As you correctly point out, they are still hiring bureaucrats to manage activities (and obviously they still need these people to fulfill the much needed oversight functions) rather than technical experts to provide actual technical advise.
Also, what happens to all these people when the civilian surge is over?
Just asking!
The private contractor civilians as well who are in Kabul gobbling up even more government dollars and doing less than USAID/DoS/DoD. Do we really need all of them?
And do we really need all those people working at the Pizza Hut, Green Bean Coffee Shops, Burger King, PXs, Popeye's...Orange Julius!!!!?....Dairy Queen?
Are we even at war everywhere in Afghanistan and Iraq??? Being in Bagram, Kabul, and Kandahar makes one feel at home.
We've TRIED to build civilian capacity
www.CivilianResponseCorps.gov
Unfortunately, inadequate Bush Administration support and Congressional fecklessness means we are 4 years behind in doing it.
If it is...then by all means we should mobilize the masses and ensure that they realize what it truly means to be "at war". Were we anymore at war 5 years ago when you were at DoD?
I agree with your points; however, we have "flimsy structures" because we are not permanently establishing bases. We do have them in many places in AFG, but trailers are cheaper to bring in and wooden structures are cheaper to build so that the contractors doing the work put more in their pockets.
And I laughed at the couple of points raised with regards to the "military couple" affected by the rocket strike. This bit fits perfect with something Tom Ricks has on his blog regarding sex in military. Couples shacking up together should be a BIG no no in country unless we ring back the whore houses/MWR. Talk about lowering morale and opening up the doors for discipline issues. Only her husband's morale will be high, unless she is raising a couple other soldiers/Marines' morale as well.
Where were you for the last 8 years? This critique would have been accurate the entire time, yet amazingly I only see it now. Funny how a change in the party in charge results in such major changes in attitude...

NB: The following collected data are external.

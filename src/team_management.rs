// team_management.rs

use actix_web::{web, HttpRequest, HttpResponse};
use log::debug;

use crate::app_state::AppState;
use crate::auth::{caller_id, session_for};
use crate::error::PipelineResult;
use crate::models::{AddMemberRequest, RegisterUserRequest};

// GET /teams/{team_id}/members
// Only a user who belongs to the team can view its members.
pub async fn get_team_members(
    req: HttpRequest,
    data: web::Data<AppState>,
    team_id: web::Path<String>,
) -> PipelineResult<HttpResponse> {
    let session = session_for(&req, &data, &team_id).await?;
    let members = data.service.team_members(&session).await?;
    Ok(HttpResponse::Ok().json(members))
}

// POST /teams/{team_id}/members
// Team admins add an existing user to the team.
pub async fn add_team_member(
    req: HttpRequest,
    data: web::Data<AppState>,
    team_id: web::Path<String>,
    payload: web::Json<AddMemberRequest>,
) -> PipelineResult<HttpResponse> {
    debug!("add_team_member called for team {} with payload: {:?}", team_id, payload);
    let session = session_for(&req, &data, &team_id).await?;
    let membership = data
        .service
        .add_team_member(&session, payload.into_inner())
        .await?;
    Ok(HttpResponse::Created().json(membership))
}

// POST /users
// Admin-only registration of directory users.
pub async fn register_user(
    req: HttpRequest,
    data: web::Data<AppState>,
    payload: web::Json<RegisterUserRequest>,
) -> PipelineResult<HttpResponse> {
    let current_user = caller_id(&req)?;
    let user = data
        .service
        .register_user(&current_user, payload.into_inner())
        .await?;
    Ok(HttpResponse::Created().json(user))
}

This was my immediate reaction. The Bush Administration never asked Americans for any sacrifice and instead passed tax cuts and told Americans that going shopping was patriotic. I could go on but you all know the bill of particulars. As for the crack about civilians in govt, an Administration, party, and "movement" that denigrates government, discourages government service (andy card you know what I mean!), and tries to starve the beast should not be surprised when the government isn't able to do all the citizens require of it.
That is one of the cornerstones of USAID recruiting requirements: four years overseas experience with a contractor. You can't work with them unless you already were a contractor. Go figure?
Not quite the kind of requirement for an organization that wants to change by hiring technical people instead of journeyman contract administrators.
I have a friend with Arabic language skills and technical skills of the appropriate kind---but only one year with DoS. Can't get past the first screen-out from USAID.
Maybe they will start changing in a few years...
We were told by Bush to "not worry about terrorism... that's my job" and to go shopping and buy duct tape. Meanwhile there has been torture, innocent deaths of our brave troops and Afghan villagers, bombings of civilian towns, and plundering of US treasury all for what? Oil pipelines? Poppy fields? To line the pockets of the military industrial complex? Does the average US citizen know that atrocities that were committed in Afghanistan by NATO forces?
...for if we want lasting peace, then the words of the international community must mean something. Those regimes that break the rules must be held accountable. Sanctions must exact a real price. Intransigence must be met with increased pressure -- and such pressure exists only when the world stands together as one. (Words of OBAMA on receiving Noble peace award. I wonder why US does not think same way when UN adopt a unanimous resolution against Isreal.